Tech Experts See Bright Future in the Cloud

Jun 14, 2010

David Needle

The PC of the future will be very different from the computers that have come to dominate so many desktops in the home and office today, according to a broad survey of 895 tech experts by the Pew Research Center's Internet & American Life Project and Elon University's Imagining the Internet Center.

By 2020 the majority of these experts expect most people to access their applications online, the basic cloud computing model championed today by Google (NASDAQ: GOOG), Salesforce (NYSE: CRM) and others, versus the traditional model of running software stored on the PC. Likewise, information access and sharing will be online versus relying on what's stored on the local device.

However, many of those surveyed also agreed that the PC still has a future working in tandem with cloud-based systems.

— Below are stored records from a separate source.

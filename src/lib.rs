pub mod common;
pub mod executor;
pub mod registry;
pub mod session;
pub mod transport;
pub mod validate;

pub use common::config::UploadConfig;
pub use common::task::{FileRef, RawFile, TaskId, TaskStatus, UploadTask};
pub use registry::AggregateLimitError;
pub use session::{SessionError, Subscription, UploadSession};
pub use transport::{Transport, TransportError};
pub use validate::ValidationError;
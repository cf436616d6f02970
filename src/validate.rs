//! Pre-flight file acceptance checks.
//!
//! Pure and deterministic. Rejections here never reach the transport.

use crate::common::config::UploadConfig;
use crate::common::task::FileRef;
use thiserror::Error;

#[derive(Debug, Error, Clone, PartialEq, Eq)]
pub enum ValidationError {
    #[error("file exceeds the {limit_bytes} byte size limit")]
    SizeExceeded { limit_bytes: u64 },
    #[error("file type '{extension}' is not accepted")]
    InvalidType { extension: String },
}

impl ValidationError {
    /// Stable code stored in the task's error_reason and mapped to
    /// user-facing text by the embedding UI.
    pub fn reason(&self) -> &'static str {
        match self {
            ValidationError::SizeExceeded { .. } => "size_exceeded",
            ValidationError::InvalidType { .. } => "invalid_type",
        }
    }
}

/// Accept or reject a file against the session config.
///
/// A file of exactly `max_file_size_bytes` is accepted. Extension matching
/// is case-insensitive; a name without an extension is rejected.
pub fn validate(file: &FileRef, config: &UploadConfig) -> Result<(), ValidationError> {
    if file.size_bytes > config.max_file_size_bytes {
        return Err(ValidationError::SizeExceeded {
            limit_bytes: config.max_file_size_bytes,
        });
    }

    if !config.accepts_extension(&file.extension) {
        return Err(ValidationError::InvalidType {
            extension: file.extension.clone(),
        });
    }

    Ok(())
}
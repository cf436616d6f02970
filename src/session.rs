//! Session façade: the public surface consumed by the UI layer.
//!
//! Composes validator, registry and executor for one form-submission
//! session. The UI observes state exclusively through snapshot
//! notifications; errors it must react to synchronously (limit overflow,
//! bad retry targets) come back as typed results.

use crate::common::config::UploadConfig;
use crate::common::task::{FileRef, RawFile, TaskId, TaskStatus, UploadTask};
use crate::executor::TransportExecutor;
use crate::registry::{AggregateLimitError, RetryDenied, TaskRegistry};
use crate::transport::Transport;
use crate::validate::validate;
use anyhow::{Context, Result};
use std::sync::{Arc, Weak};
use thiserror::Error;

#[derive(Debug, Error, Clone, Copy, PartialEq, Eq)]
pub enum SessionError {
    #[error("unknown task id")]
    UnknownTask,
    #[error("task is not in a failed state")]
    NotRetryable,
}

/// Aggregate owning all upload tasks for one form submission.
pub struct UploadSession {
    config: UploadConfig,
    registry: Arc<TaskRegistry>,
    executor: TransportExecutor,
}

impl UploadSession {
    /// Build a session over the given transport. Fails on invalid config.
    pub fn new(config: UploadConfig, transport: Arc<dyn Transport>) -> Result<Self> {
        config.validate().context("Invalid upload configuration")?;

        let registry = Arc::new(TaskRegistry::new(config.effective_max_files()));
        let executor = TransportExecutor::new(transport, config.max_concurrent_uploads);

        tracing::debug!(
            "Created upload session (max_files={}, max_concurrent={})",
            config.effective_max_files(),
            config.max_concurrent_uploads
        );

        Ok(Self {
            config,
            registry,
            executor,
        })
    }

    pub fn config(&self) -> &UploadConfig {
        &self.config
    }

    /// Validate and enqueue a batch of files.
    ///
    /// Files failing validation enter the list already in Error with their
    /// reason code, so every supplied file produces visible feedback. The
    /// whole batch, valid and invalid alike, counts against the file limit
    /// and is rejected atomically when it does not fit. Returns the task ids
    /// in input order.
    pub fn add_files(&self, files: Vec<RawFile>) -> Result<Vec<TaskId>, AggregateLimitError> {
        if files.is_empty() {
            return Ok(Vec::new());
        }

        let mut batch = Vec::with_capacity(files.len());
        for raw in &files {
            let file = FileRef::from_raw(raw);
            match validate(&file, &self.config) {
                Ok(()) => batch.push(UploadTask::queued(file)),
                Err(err) => {
                    tracing::debug!("Rejected {}: {}", file.name, err);
                    batch.push(UploadTask::rejected(file, err.reason()));
                }
            }
        }

        let ids: Vec<TaskId> = batch.iter().map(|t| t.id).collect();
        let queued: Vec<(TaskId, FileRef)> = batch
            .iter()
            .filter(|t| t.status == TaskStatus::Queued)
            .map(|t| (t.id, t.file.clone()))
            .collect();

        self.registry.add_batch(batch)?;

        for (id, file) in queued {
            self.executor.spawn(self.registry.clone(), id, 0, file, false);
        }

        Ok(ids)
    }

    /// Abort any in-flight transfer and delete the task permanently.
    pub fn remove_file(&self, id: &TaskId) -> Result<(), SessionError> {
        self.executor.abort(id);
        if self.registry.remove(id) {
            Ok(())
        } else {
            Err(SessionError::UnknownTask)
        }
    }

    /// Restart a failed task: progress back to 0, retry count up by one,
    /// fresh uploading episode under the same admission control.
    pub fn retry_file(&self, id: &TaskId) -> Result<(), SessionError> {
        let (episode, file) = self.registry.reset_for_retry(id).map_err(|denied| match denied {
            RetryDenied::UnknownTask => SessionError::UnknownTask,
            RetryDenied::NotFailed => SessionError::NotRetryable,
        })?;

        tracing::debug!("Retrying {} (task {}, episode {})", file.name, id, episode);
        self.executor.spawn(self.registry.clone(), *id, episode, file, true);
        Ok(())
    }

    /// Register a snapshot callback, fired after every committed mutation.
    /// Dropping the returned handle unsubscribes.
    pub fn subscribe(
        &self,
        callback: impl Fn(&[UploadTask]) + Send + Sync + 'static,
    ) -> Subscription {
        let id = self.registry.subscribe(Box::new(callback));
        Subscription {
            registry: Arc::downgrade(&self.registry),
            id,
        }
    }

    /// Read-only copy of the task list, insertion-ordered.
    pub fn snapshot(&self) -> Vec<UploadTask> {
        self.registry.snapshot()
    }
}

/// Active snapshot subscription. Unsubscribes on drop.
pub struct Subscription {
    registry: Weak<TaskRegistry>,
    id: u64,
}

impl Subscription {
    pub fn unsubscribe(self) {}
}

impl Drop for Subscription {
    fn drop(&mut self) {
        if let Some(registry) = self.registry.upgrade() {
            registry.unsubscribe(self.id);
        }
    }
}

In one scenario, the PC could prove broadly useful as the primary interface to local networks or private clouds. Some also noted that PCs, even if they're primarily used as Web terminals, will continue to dominate because smartphones and other portable devices have a limited user interface and aren't ideal for the most common productivity applications including word processing and working with spreadsheets.

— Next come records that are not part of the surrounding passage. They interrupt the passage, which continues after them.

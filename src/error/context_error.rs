use thiserror::Error;

/// Typed context access errors.
///
/// A read with a mismatched type fails with a distinct typed error,
/// never an unchecked cast.
#[derive(Debug, Clone, PartialEq, Eq, Error)]
pub enum ContextError {
    #[error("Key not found: '{key}'")]
    KeyNotFound { key: String },
    #[error("Type mismatch for '{key}': expected {expected}, got {actual}")]
    TypeMismatch {
        key: String,
        expected: String,
        actual: String,
    },
}

impl ContextError {
    /// A lookup for a key that is not present in the context.
    pub fn key_not_found(key: impl Into<String>) -> Self {
        ContextError::KeyNotFound { key: key.into() }
    }

    /// A typed read whose stored value is a different type than requested.
    pub fn type_mismatch(
        key: impl Into<String>,
        expected: impl Into<String>,
        actual: impl Into<String>,
    ) -> Self {
        ContextError::TypeMismatch {
            key: key.into(),
            expected: expected.into(),
            actual: actual.into(),
        }
    }
}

Apple CEO Steve Jobs voiced a different view at a recent conference where he predicted the ascendancy of mobile devices like his company's iPad in an increasingly mobile world. "PCs are going to be like trucks...They are still going to be around," Jobs said at the AllThingsD conference, adding that only "one out of X people will need them."

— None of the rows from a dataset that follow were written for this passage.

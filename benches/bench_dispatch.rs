use criterion::{criterion_group, criterion_main, Criterion};

use tagflow::{Context, Predicate, Work, Workflow};
use tokio_util::sync::CancellationToken;

fn build_linear_workflow(steps: usize) -> Workflow {
    let mut builder = Workflow::builder("linear");
    for i in 0..steps {
        builder = builder.step(
            &format!("step {}", i),
            Work::sync(|ctx| {
                ctx.set("last", "ok");
                Ok(())
            }),
        );
    }
    builder.exit(0).build().unwrap()
}

fn build_counting_loop(iterations: i64) -> Workflow {
    Workflow::builder("loop")
        .step_tagged(
            "inc",
            "increment",
            Work::sync(|ctx| {
                let n = ctx.get_integer("count").unwrap_or(0);
                ctx.set("count", n + 1);
                Ok(())
            }),
        )
        .fork(
            "done?",
            Predicate::sync(move |ctx| ctx.get_integer("count").unwrap_or(0) >= iterations),
            |f| f.on_true(|b| b.exit(0)).on_false(|b| b.jump_to("inc")),
        )
        .build()
        .unwrap()
}

fn bench_dispatch(c: &mut Criterion) {
    let rt = tokio::runtime::Builder::new_current_thread()
        .enable_all()
        .build()
        .unwrap();

    let mut group = c.benchmark_group("dispatch/linear");
    for nodes in [2usize, 10, 50] {
        let workflow = build_linear_workflow(nodes);
        group.bench_function(format!("{}_nodes", nodes), |b| {
            b.to_async(&rt).iter(|| async {
                let mut ctx = Context::new();
                workflow
                    .run(&mut ctx, &CancellationToken::new())
                    .await
                    .unwrap()
            });
        });
    }
    group.finish();

    let mut group = c.benchmark_group("dispatch/loop");
    for iterations in [10i64, 100] {
        let workflow = build_counting_loop(iterations);
        group.bench_function(format!("{}_iterations", iterations), |b| {
            b.to_async(&rt).iter(|| async {
                let mut ctx = Context::new();
                workflow
                    .run(&mut ctx, &CancellationToken::new())
                    .await
                    .unwrap()
            });
        });
    }
    group.finish();
}

criterion_group!(benches, bench_dispatch);
criterion_main!(benches);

One measure of where the experts in the Pew study see the cloud's impact was in response to the following statements.

Some 71 percent agreed with the statement:

"By 2020, most people won't do their work with software running on a general-purpose PC. Instead, they will work in Internet-based applications such as Google Docs and in applications run from smartphones. Aspiring application developers will develop for smartphone vendors and companies that provide Internet-based applications because most innovative work will be done in that domain, instead of designing applications that run on a PC operating system."

On the flip side, only 27 percent agreed with this statement:

"By 2020, most people will still do their work with software running on a general-purpose PC. Internet-based applications like Google Docs and applications run from smartphones will have some functionality, but the most innovative and important applications will run on (and spring from) a PC operating system. Aspiring application designers will write mostly for PCs."

But some survey respondents said cloud-computing adoption may also continue to be hampered by security concerns and users' willingness to share personal information on social networks and other cloud-based systems.

Beyond individual or consumer concern, some of those surveyed said large businesses are far less likely to put most of their work "in the cloud" anytime soon because of control and security issues. Others predicted low-income people in least-developed areas of the world are most likely to use the cloud because it augments the mobile phone that is likely their only computer device.

Survey results represented the individual opinions of representatives from such companies and institutions as Google, Microsoft. Cisco Systems, Yahoo, Intel, IBM, Hewlett-Packard, Nokia, New York Times, O'Reilly Media, Wired magazine, The Economist magazine, Institute for the Future, British Telecom, MITRE and Craigslist.

David Needle is the West Coast bureau chief at, the news service of, the network for technology professionals.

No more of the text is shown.